A group of Russian partners will next month sign an agreement with the Zimbabwean government to develop a mine on a platinum deposit requiring total investment of about $1.6 billion, the African country’s mines minister said.
OOO VI Holding and state corporations Rostec and Vnesheconombank plan to confirm their participation in the Darwendale project at an event in Harare, the capital, Walter Chidakwa said in an interview.
“The project will naturally involve mining, putting up concentrators to concentrate the ore and they will then put up a smelter, a PGM smelter,” Chidakwa said yesterday.
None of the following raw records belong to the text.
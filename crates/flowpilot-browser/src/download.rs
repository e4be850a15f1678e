//! Saving generated videos to disk

use crate::error::{FlowError, Result};
use crate::human::Human;
use flowpilot_core::Snapshot;
use std::path::{Path, PathBuf};
use tracing::info;

/// `<prefix>_<unix-ms>_<index>.mp4`, index starting at 1
pub fn artifact_file_name(prefix: &str, timestamp_ms: i64, index: usize) -> String {
    format!("{}_{}_{}.mp4", prefix, timestamp_ms, index)
}

/// Fetches result URLs into a download directory
pub struct Downloader {
    client: reqwest::Client,
    dir: PathBuf,
    human: Human,
}

impl Downloader {
    pub fn new(dir: impl Into<PathBuf>, human: Human) -> Self {
        Self {
            client: reqwest::Client::new(),
            dir: dir.into(),
            human,
        }
    }

    pub fn dir(&self) -> &Path {
        &self.dir
    }

    /// Download every URL in order, pausing briefly between files
    pub async fn download_all(&self, urls: &Snapshot, prefix: &str) -> Result<Vec<PathBuf>> {
        tokio::fs::create_dir_all(&self.dir).await?;

        let mut saved = Vec::with_capacity(urls.len());
        for (i, url) in urls.iter().enumerate() {
            let name = artifact_file_name(prefix, chrono::Utc::now().timestamp_millis(), i + 1);
            let path = self.dir.join(&name);
            info!("Downloading ({}/{}): {}", i + 1, urls.len(), name);

            self.download_file(url, &path).await?;
            saved.push(path);
            self.human.pause(300, 600).await;
        }

        if !saved.is_empty() {
            info!("All downloads saved to {}", self.dir.display());
        }
        Ok(saved)
    }

    /// Fetch one URL and write the body to `path`
    pub async fn download_file(&self, url: &str, path: &Path) -> Result<()> {
        let response = self
            .client
            .get(url)
            .send()
            .await
            .map_err(|e| FlowError::Download(format!("{}: {}", url, e)))?;

        let status = response.status();
        if !status.is_success() {
            return Err(FlowError::Download(format!("{}: HTTP {}", url, status)));
        }

        let bytes = response
            .bytes()
            .await
            .map_err(|e| FlowError::Download(format!("{}: {}", url, e)))?;
        tokio::fs::write(path, &bytes).await?;
        Ok(())
    }
}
Darwendale will be developed in phases, the first of which will be the construction of a mine, without a smelter, at a cost of $400 million to $500 million, the minister said. Mining would start next year, initially as an open-pit operation for two-to-three years. Chidakwa and Finance Minister Patrick Chinamasa were in Russia last week for a visit that ended Aug. 2.
“The visit was mainly to go and see members of the consortium, including the bank, and we had very useful discussions, very successful discussions,” Chidakwa said.
Russian Natural Resources Minister Denis Khramov last week met Chidakwa and Chinamasa to discuss possible cooperation in Zimbabwean mining projects, the Moscow-based ministry said in a statement today.